Affreux, sales et méchants
De la comédie italienne flamboyante des années 70, on se souvient toujours des mêmes noms : Mario Monicelli, le réalisateur du Pigeon, Dino Risi, l’homme des monstres et des fanfarons, et Ettore Scola, pour ses affreux, sales et méchants, pauvres survivant dans les bidonvilles de Rome. Mais des trois papes incontestés du genre, Ettore Scola est sans doute celui qui s’est le moins bien accommodé de cette réputation de « cinéaste de comédies », qualité qui lui est revenue depuis comme le sparadrap dont ne parvient pas à se débarrasser le Capitaine Haddock à la fin de Vol 714 pour Sydney.
Ettore Scola aurait voulu être un auteur reconnu, analysé et célébré par la critique institutionnelle qui, on le sait, met du temps à pardonner aux cinéastes leurs égarements dans les territoires des genres, et peu importe qu’il s’agisse de la comédie ou de l’horreur. Pour elle, Scola est une figure importante du paysage culturel italien de ces quarante dernières années, mais un cinéaste mineur. Or l’un et l’autre ont eu tort.
« En Italie, a déclaré Scola, la comédie "à l’italienne" est méprisée et le terme est utilisé de manière péjorative. Or, à propos d’un même auteur, on peut faire des distinctions. Par exemple, à propos de La congiuntura, c’est une comédie vis‑à‑vis de laquelle il est juste d’employer le terme péjoratif de comédie "à l’italienne". Par contre, pour d’autres films, il me semble que la critique italienne n’a pas été assez attentive, elle n’a pas vu les modifications qui s’opéraient dans la comédie (…). À l’intérieur même des termes traditionnels de la satire, et tout en tenant compte de la dimension nécessaire du divertissement, s’inséraient des éléments plus sérieux, plus universels ».

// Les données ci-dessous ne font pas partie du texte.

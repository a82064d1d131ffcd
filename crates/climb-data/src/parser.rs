//! Parser for a single free-text climbing log document.
//!
//! A log looks like:
//!
//! ```text
//! March 3, 2024 at 10:00 AM
//! Boulder
//! V3: 🟢🟢
//! V4: 🟢🟡🟡
//! Max: V4
//! 1h 15m · 1,234 Cal
//! ```
//!
//! Grade lines are read until the first terminator line; duration and
//! calories are taken from the first matching text anywhere in the document.

use std::path::Path;
use std::sync::OnceLock;

use climb_core::error::{ClimbLogError, Result};
use climb_core::models::SessionRecord;
use climb_core::timestamps::TimestampProcessor;
use regex::Regex;
use tracing::debug;

/// Marker for one successful ascent on a grade line.
pub const SUCCESS_MARKER: char = '🟢';

/// Marker for one unsuccessful attempt on a grade line.
pub const ATTEMPT_MARKER: char = '🟡';

/// Line prefixes that end the grade section.
const TERMINATORS: &[&str] = &["Max:", "Pinnacle Climb Log"];

fn duration_regex() -> &'static Regex {
    static RE: OnceLock<Regex> = OnceLock::new();
    RE.get_or_init(|| Regex::new(r"([0-9]+)h ([0-9]+)m").expect("regex is valid"))
}

fn calories_regex() -> &'static Regex {
    static RE: OnceLock<Regex> = OnceLock::new();
    RE.get_or_init(|| Regex::new(r"([0-9][0-9,]*) Cal").expect("regex is valid"))
}

// ── LogParser ─────────────────────────────────────────────────────────────────

/// Turns one raw log document into a [`SessionRecord`].
pub struct LogParser;

impl LogParser {
    /// Parse the full text of a log document.
    pub fn parse(text: &str) -> Result<SessionRecord> {
        let text = text.trim_start_matches('\u{feff}');
        let lines: Vec<&str> = text.lines().collect();
        Self::parse_lines(&lines)
    }

    /// Parse a document given as lines. Lines are trimmed and blank lines
    /// dropped before the header is located.
    pub fn parse_lines<S: AsRef<str>>(lines: &[S]) -> Result<SessionRecord> {
        let lines: Vec<&str> = lines
            .iter()
            .map(|l| l.as_ref().trim())
            .filter(|l| !l.is_empty())
            .collect();

        let header = *lines.first().ok_or(ClimbLogError::EmptyDocument)?;
        let timestamp =
            TimestampProcessor::parse_header(header).ok_or_else(|| ClimbLogError::DateFormat {
                header: header.to_string(),
            })?;

        let activity_type = lines
            .get(1)
            .ok_or(ClimbLogError::MissingActivityType)?
            .to_string();

        let (climbed, attempted) = tally_grades(&lines[2..]);

        let content = lines.join(" ");
        let duration_minutes = extract_duration(&content);
        let calories = extract_calories(&content);

        Ok(SessionRecord {
            activity_type,
            timestamp,
            duration_minutes,
            calories,
            attempted,
            climbed,
        })
    }

    /// Read `path` and parse it.
    pub fn parse_file(path: &Path) -> Result<SessionRecord> {
        let text = std::fs::read_to_string(path).map_err(|source| ClimbLogError::FileRead {
            path: path.to_path_buf(),
            source,
        })?;
        Self::parse(&text)
    }
}

// ── Internal helpers ──────────────────────────────────────────────────────────

/// Expand `"V4: 🟢🟢🟡"` style lines into `(climbed, attempted)` label lists.
fn tally_grades(lines: &[&str]) -> (Vec<String>, Vec<String>) {
    let mut climbed = Vec::new();
    let mut attempted = Vec::new();

    for line in lines {
        if TERMINATORS.iter().any(|t| line.starts_with(t)) {
            break;
        }
        let Some((grade, markers)) = line.split_once(':') else {
            continue;
        };
        let grade = grade.trim();

        let sends = markers.chars().filter(|&c| c == SUCCESS_MARKER).count();
        let fails = markers.chars().filter(|&c| c == ATTEMPT_MARKER).count();

        climbed.extend(std::iter::repeat(grade.to_string()).take(sends));
        attempted.extend(std::iter::repeat(grade.to_string()).take(fails));
    }

    (climbed, attempted)
}

/// Minutes from the first `"<h>h <m>m"` in `content`, or `0`.
fn extract_duration(content: &str) -> u32 {
    let Some(caps) = duration_regex().captures(content) else {
        return 0;
    };
    let hours = caps[1].parse::<u32>().ok();
    let minutes = caps[2].parse::<u32>().ok();
    match (hours, minutes) {
        (Some(h), Some(m)) => h
            .checked_mul(60)
            .and_then(|h| h.checked_add(m))
            .unwrap_or_else(|| {
                debug!("Duration \"{}\" out of range, treating as missing", &caps[0]);
                0
            }),
        _ => {
            debug!("Duration \"{}\" out of range, treating as missing", &caps[0]);
            0
        }
    }
}

/// Calories from the first `"<n> Cal"` in `content` (thousands separators
/// allowed), or `0`.
fn extract_calories(content: &str) -> u32 {
    let Some(caps) = calories_regex().captures(content) else {
        return 0;
    };
    let digits: String = caps[1].chars().filter(|&c| c != ',').collect();
    digits.parse::<u32>().unwrap_or_else(|_| {
        debug!("Calories \"{}\" out of range, treating as missing", &caps[0]);
        0
    })
}

// ── Tests ─────────────────────────────────────────────────────────────────────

Ces éléments, nul doute qu’Affreux, sales et méchants, l’un des chef‑d’œuvres du genre, les contient. Dans les Borgate de Rome au milieu desquels Scola plante sa caméra (quartiers pauvres constitués de maisonnettes auto‑construites), Giacinto (Manfredi), tyran éructant et revêche, braillard et sale, règne sur une communauté de marginaux. Sa chance à lui : avoir touché un petit pactole d’argent suite à un accident de travail qui a lui a coûté un œil. Dans sa bicoque fétide, s’entassent ainsi tous les membres de son clan, femmes, enfants, gendres, cousins, etc.
Tout va pour le mieux jusqu’au jour où Giacinto y installe une prostituée pour laquelle il se prépare à dépenser son pactole. Mais la famille ne l’entend pas de cette oreille et décide de supprimer le « vieux ».
Grand film à redécouvrir, ne serait‑ce que pour y retrouver cette tradition italienne du comique et du grotesque, cette capacité à passer de la farce baroque à la tragédie désenchantée.